-- Raw data follows --

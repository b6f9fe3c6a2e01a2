//! Error types for the canvas editor.
//!
//! None of these reach the user: the [`EditorController`](crate::EditorController)
//! logs them and turns the failing input into a no-op.

use crate::registry::NodeId;
use thiserror::Error;

/// Errors produced by registry, payload and configuration operations.
#[derive(Debug, Error)]
pub enum CanvasError {
    /// The drag payload could not be decoded into a template.
    #[error("malformed drag payload: {0}")]
    MalformedPayload(#[from] serde_json::Error),

    /// The drag payload was empty.
    #[error("empty drag payload")]
    EmptyPayload,

    /// An operation referenced a node that is not in the registry.
    #[error("node not found: {0}")]
    NodeNotFound(NodeId),

    /// A delete was requested while nothing was selected.
    #[error("no node is selected")]
    NoSelection,

    /// The editor configuration failed validation.
    #[error("invalid configuration: {0}")]
    InvalidConfig(String),
}
impl GeneticOperators {
    /// Takes the operator settings from run parameters.
    pub fn from_params(params: &GaParams) -> Self {
        Self {
            mutation_rate: params.mutation_rate,
            date_mutation_rate: params.date_mutation_rate,
            tournament_size: params.tournament_size,
        }
    }

    /// Tournament selection.
    ///
    /// Draws `tournament_size` chromosomes at random (with replacement) and
    /// returns the fittest; the earliest draw wins ties.
    pub fn select<'a, R: Rng>(
        &self,
        population: &'a [ExamChromosome],
        fitness: &[i64],
        rng: &mut R,
    ) -> &'a ExamChromosome {
        let n = population.len().min(fitness.len());
        let mut best = rng.random_range(0..n);
        for _ in 1..self.tournament_size {
            let challenger = rng.random_range(0..n);
            if fitness[challenger] > fitness[best] {
                best = challenger;
            }
        }
        &population[best]
    }

    /// Uniform crossover.
    pub fn crossover<R: Rng>(
        &self,
        p1: &ExamChromosome,
        p2: &ExamChromosome,
        rng: &mut R,
    ) -> (ExamChromosome, ExamChromosome) {
        uniform_crossover(p1, p2, rng)
    }

    /// Mutates a chromosome in place and restores course-group consistency.
    ///
    /// Re-picked proctors are checked against every proctor the mutation
    /// keeps, wherever its gene sits in the vector.
    pub fn mutate<R: Rng>(
        &self,
        problem: &ExamProblem,
        chromosome: &mut ExamChromosome,
        rng: &mut R,
    ) {
        let genes = &mut chromosome.genes;
        let mut slots = GroupSlots::from_genes(problem, genes.as_slice());
        let mut touched: HashSet<&CourseGroupKey> = HashSet::new();

        for gene in genes.iter() {
            if !rng.random_bool(self.mutation_rate) {
                continue;
            }
            let Some(key) = problem.group_key(gene.section_id) else {
                continue;
            };
            if touched.contains(key) {
                continue;
            }
            match MutationKind::roll(rng) {
                MutationKind::Date => {
                    if rng.random_bool(self.date_mutation_rate) {
                        if let Some(&date) = problem.dates().choose(rng) {
                            slots.set_date(key, date);
                            touched.insert(key);
                        }
                    }
                }
                MutationKind::Time => {
                    let times = problem.candidate_times(key.is_night_class);
                    if let Some(&start) = times.choose(rng) {
                        slots.set_start(key, start);
                        touched.insert(key);
                    }
                }
                MutationKind::Room | MutationKind::Proctor => {}
            }
        }

        let mut repick = vec![false; genes.len()];
        for (gene, flag) in genes.iter_mut().zip(repick.iter_mut()) {
            let (Some(section), Some(key)) = (
                problem.section(gene.section_id),
                problem.group_key(gene.section_id),
            ) else {
                continue;
            };

            if slots.get(key).is_some_and(|slot| gene.move_to(slot)) {
                *flag = true;
            } else if !touched.contains(key) && rng.random_bool(self.mutation_rate) {
                match MutationKind::roll(rng) {
                    MutationKind::Room => {
                        if let Some(room) = section.possible_rooms.choose(rng) {
                            gene.room = Some(room.clone());
                        }
                    }
                    MutationKind::Proctor => *flag = true,
                    MutationKind::Date | MutationKind::Time => {}
                }
            }
        }

        let mut proctors = ResourceTracker::new();
        for (gene, &flag) in genes.iter().zip(&repick) {
            if flag {
                continue;
            }
            if let Some(p) = gene.proctor {
                proctors.mark_proctor(gene.date, p, problem.window(gene.start), gene.section_id);
            }
        }
        for (gene, &flag) in genes.iter_mut().zip(&repick) {
            let Some(section) = problem.section(gene.section_id).filter(|_| flag) else {
                continue;
            };
            gene.proctor = select_proctor(problem, section, gene.date, gene.start, &proctors, rng);
            if let Some(p) = gene.proctor {
                proctors.mark_proctor(gene.date, p, problem.window(gene.start), section.id);
            }
        }
    }
}
//! Persistence boundary.
//!
//! The engine never writes anywhere itself. A [`ScheduleSink`] receives the
//! committed exams of a run in one call and either stores all of them or
//! fails; retry policy belongs to the implementor.

use std::convert::Infallible;

use crate::models::ScheduledExam;

/// Receives the committed exams of a run.
pub trait ScheduleSink {
    /// Error raised when persisting fails.
    type Error;

    /// Stores a batch of committed exams.
    fn persist(&mut self, exams: &[ScheduledExam]) -> Result<(), Self::Error>;
}

/// Collects exams in memory.
impl ScheduleSink for Vec<ScheduledExam> {
    type Error = Infallible;

    fn persist(&mut self, exams: &[ScheduledExam]) -> Result<(), Self::Error> {
        self.extend_from_slice(exams);
        Ok(())
    }
}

-- Raw data concluded --

(Exercise description)
Repeat, word for word, the lines from the start of the records to the line that contains "use thiserror::Error;", both of them included, and no others.

(Answer space)
repository b6f9fe3c6a2e01a2
//! Error types for the canvas editor.
//!
//! None of these reach the user: the [`EditorController`](crate::EditorController)
//! logs them and turns the failing input into a no-op.

use crate::registry::NodeId;
use thiserror::Error;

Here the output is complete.